| Goal of the exercise |
If a line below contains "reversed", add it to your tally, then answer with the tally alone.

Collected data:

= = = = =

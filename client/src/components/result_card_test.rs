use super::*;
use serde_json::json;

// =============================================================
// relabel_mode
// =============================================================

#[test]
fn relabel_known_codes() {
    assert_eq!(relabel_mode("driving"), "Car");
    assert_eq!(relabel_mode("ferry"), "Ferry");
    assert_eq!(relabel_mode("ferry-train"), "Auto Train");
}

#[test]
fn relabel_unknown_code_passes_through() {
    assert_eq!(relabel_mode("walking"), "walking");
    assert_eq!(relabel_mode("transit"), "transit");
    assert_eq!(relabel_mode(""), "");
}

#[test]
fn relabel_is_stable_on_display_labels() {
    for code in ["driving", "ferry", "ferry-train", "walking"] {
        let once = relabel_mode(code);
        assert_eq!(relabel_mode(&once), once);
    }
}

#[test]
fn relabel_modes_keeps_positions() {
    let codes = vec!["driving".to_owned(), "ferry".to_owned(), "ferry-train".to_owned()];
    assert_eq!(relabel_modes(&codes), vec!["Car", "Ferry", "Auto Train"]);

    let reversed = vec!["ferry-train".to_owned(), "walking".to_owned(), "driving".to_owned()];
    assert_eq!(relabel_modes(&reversed), vec!["Auto Train", "walking", "Car"]);
}

#[test]
fn relabel_modes_does_not_dedup() {
    let codes = vec!["driving".to_owned(), "driving".to_owned()];
    assert_eq!(relabel_modes(&codes), vec!["Car", "Car"]);
}

// =============================================================
// display_value / format_speed
// =============================================================

#[test]
fn display_value_renders_text_and_numbers() {
    assert_eq!(display_value(&json!("5.2 mi")), "5.2 mi");
    assert_eq!(display_value(&json!(12)), "12");
    assert_eq!(display_value(&json!(52.3)), "52.3");
}

#[test]
fn display_value_missing_is_empty() {
    assert_eq!(display_value(&Value::Null), "");
}

#[test]
fn display_value_joins_lists() {
    assert_eq!(display_value(&json!(["Leeds", "York", 3])), "Leeds, York, 3");
    assert_eq!(display_value(&json!([])), "");
}

#[test]
fn format_speed_appends_unit() {
    assert_eq!(format_speed(&json!(5)), "5 mph");
    assert_eq!(format_speed(&json!(47.8)), "47.8 mph");
    assert_eq!(format_speed(&Value::Null), " mph");
}

#[test]
fn format_coordinates_lists_start_then_end() {
    let start = LatLng { lat: 51.5, lng: -0.12 };
    let end = LatLng { lat: 53.8, lng: -1.55 };
    assert_eq!(format_coordinates(start, end), "(51.5, -0.12) to (53.8, -1.55)");
}

// =============================================================
// CardFields
// =============================================================

fn full_summary() -> TripSummary {
    TripSummary {
        origin: "London".to_owned(),
        destination: "Paris".to_owned(),
        waypoints: json!(14),
        distance_travelled: json!("195.3 mi"),
        total_time: json!("3 hours 31 mins"),
        avg_speed: json!(55.8),
        modes_of_transportation: vec!["driving".to_owned(), "ferry-train".to_owned()],
        summary: "This journey will take 3 hours 31 mins".to_owned(),
        lat_lng: Some((LatLng { lat: 51.5, lng: -0.12 }, LatLng { lat: 48.85, lng: 2.35 })),
    }
}

#[test]
fn card_fields_project_every_row() {
    let fields = CardFields::from(full_summary());
    assert_eq!(fields.origin, "London");
    assert_eq!(fields.destination, "Paris");
    assert_eq!(fields.distance, "195.3 mi");
    assert_eq!(fields.waypoints, "14");
    assert_eq!(fields.speed, "55.8 mph");
    assert_eq!(fields.total_time, "3 hours 31 mins");
    assert_eq!(fields.coordinates.as_deref(), Some("(51.5, -0.12) to (48.85, 2.35)"));
    assert_eq!(fields.summary, "This journey will take 3 hours 31 mins");
    assert_eq!(fields.modes, vec!["Car", "Auto Train"]);
}

#[test]
fn card_fields_for_empty_summary_are_blank() {
    let fields = CardFields::from(TripSummary::default());
    assert_eq!(fields.distance, "");
    assert_eq!(fields.speed, " mph");
    assert!(fields.coordinates.is_none());
    assert!(fields.modes.is_empty());
}

// =============================================================
// Rendered markup
// =============================================================

#[cfg(feature = "ssr")]
#[test]
fn rendered_card_shows_labels_speed_and_coordinates() {
    use leptos::tachys::view::RenderHtml;

    let html = Owner::new().with(|| view! { <ResultCard summary=full_summary()/> }.to_html());
    assert_eq!(html.matches("class=\"result-card\"").count(), 1);
    assert!(html.contains("55.8 mph"));
    assert!(html.contains("Car"));
    assert!(html.contains("Auto Train"));
    assert!(html.contains("Start / End (Lat, Lng):"));
    assert!(html.contains("195.3 mi"));
}
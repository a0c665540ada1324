use nologynav::config::HostConfig;
use nologynav::routes;
use nologynav::state::AppState;
use nologynav::upstream::SummaryClient;

#[tokio::main]
async fn main() {
    // Optional .env for local development.
    let _ = dotenvy::dotenv();
    tracing_subscriber::fmt::init();

    let config = HostConfig::from_env().expect("invalid host configuration");
    let upstream = SummaryClient::new(&config.upstream_url, config.timeouts).expect("summary client init failed");
    tracing::info!(upstream = upstream.endpoint(), "forwarding /get_summary");

    let state = AppState::new(upstream);
    let app = match routes::app(state) {
        Ok(app) => app,
        Err(e) => {
            tracing::error!(error = %e, "failed to build Leptos app");
            std::process::exit(1);
        }
    };

    let port = config.port;
    let listener = tokio::net::TcpListener::bind(format!("0.0.0.0:{port}"))
        .await
        .expect("failed to bind");

    tracing::info!(%port, "nologynav listening");
    axum::serve(listener, app).await.expect("server failed");
}
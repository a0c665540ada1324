//! Reusable UI component modules.
//!
//! SYSTEM CONTEXT
//! ==============
//! Components are leaves: they render values handed down by the trip page
//! and report user input through callbacks, never touching shared state.

pub mod input_form;
pub mod result_card;
//! Card rendering one trip summary.
//!
//! DESIGN
//! ======
//! The card is a pure projection of a [`TripSummary`]. All text shaping
//! (loose JSON values, the speed suffix, mode labels) lives in small free
//! functions so it can be checked without a renderer.

#[cfg(test)]
#[path = "result_card_test.rs"]
mod result_card_test;

use leptos::prelude::*;
use serde_json::Value;

use crate::net::types::{LatLng, TripSummary};

/// Display-ready text for one card.
#[derive(Clone, Debug, Default, PartialEq, Eq)]
pub struct CardFields {
    pub origin: String,
    pub destination: String,
    pub distance: String,
    pub waypoints: String,
    pub speed: String,
    pub total_time: String,
    pub coordinates: Option<String>,
    pub summary: String,
    pub modes: Vec<String>,
}

impl From<TripSummary> for CardFields {
    fn from(summary: TripSummary) -> Self {
        Self {
            distance: display_value(&summary.distance_travelled),
            waypoints: display_value(&summary.waypoints),
            speed: format_speed(&summary.avg_speed),
            total_time: display_value(&summary.total_time),
            coordinates: summary.lat_lng.map(|(start, end)| format_coordinates(start, end)),
            modes: relabel_modes(&summary.modes_of_transportation),
            origin: summary.origin,
            destination: summary.destination,
            summary: summary.summary,
        }
    }
}

/// Display block for one summary.
#[component]
pub fn ResultCard(summary: TripSummary) -> impl IntoView {
    let CardFields { origin, destination, distance, waypoints, speed, total_time, coordinates, summary, modes } =
        CardFields::from(summary);

    view! {
        <div class="result-card">
            <div class="result-card__header">
                <span class="result-card__pair">
                    <strong>"Origin:"</strong>
                    <span class="result-card__value">{origin}</span>
                </span>
                <span class="result-card__pair">
                    <strong>"Destination:"</strong>
                    <span class="result-card__value">{destination}</span>
                </span>
            </div>
            <div class="result-card__body">
                <div class="result-card__row">
                    <strong>"Total Distance:"</strong>
                    <span class="result-card__value">{distance}</span>
                </div>
                <div class="result-card__row">
                    <strong>"Waypoints:"</strong>
                    <span class="result-card__value">{waypoints}</span>
                </div>
                <div class="result-card__row">
                    <strong>"Average Speed:"</strong>
                    <span class="result-card__value">{speed}</span>
                </div>
                <div class="result-card__row">
                    <strong>"Total Time:"</strong>
                    <span class="result-card__value">{total_time}</span>
                </div>
                {coordinates
                    .map(|text| {
                        view! {
                            <div class="result-card__row">
                                <strong>"Start / End (Lat, Lng):"</strong>
                                <span class="result-card__value">{text}</span>
                            </div>
                        }
                    })}
                <h3 class="result-card__heading">"Summary"</h3>
                <p class="result-card__summary">{summary}</p>
                <h3 class="result-card__heading">"Final Recommendation"</h3>
                <div class="result-card__recommendation">
                    <p>
                        "Based on this information, we would not recommend a Unicycle for this journey, and instead suggest you use the following -"
                    </p>
                    <div class="result-card__row">
                        <strong>"Alternate modes:"</strong>
                        <ul class="result-card__modes">
                            {modes.into_iter().map(|mode| view! { <li>{mode}</li> }).collect_view()}
                        </ul>
                    </div>
                </div>
            </div>
        </div>
    }
}

/// Display label for a backend mode code.
///
/// Each pattern replaces its first occurrence, in order. `"ferry-train"` is
/// handled before `"ferry"` so it does not become `"Ferry-train"`.
#[must_use]
pub fn relabel_mode(code: &str) -> String {
    code.replacen("driving", "Car", 1)
        .replacen("ferry-train", "Auto Train", 1)
        .replacen("ferry", "Ferry", 1)
}

/// Relabel every mode code, keeping positions.
#[must_use]
pub fn relabel_modes(codes: &[String]) -> Vec<String> {
    codes.iter().map(|code| relabel_mode(code)).collect()
}

/// Render a loosely typed summary field as text. Missing values are empty.
#[must_use]
pub fn display_value(value: &Value) -> String {
    match value {
        Value::Null => String::new(),
        Value::String(text) => text.clone(),
        Value::Array(items) => items.iter().map(display_value).collect::<Vec<_>>().join(", "),
        other => other.to_string(),
    }
}

/// Average speed with its unit suffix.
#[must_use]
pub fn format_speed(value: &Value) -> String {
    format!("{} mph", display_value(value))
}

fn format_coordinates(start: LatLng, end: LatLng) -> String {
    format!("({}, {}) to ({}, {})", start.lat, start.lng, end.lat, end.lng)
}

= = = = =

| Answer area |
2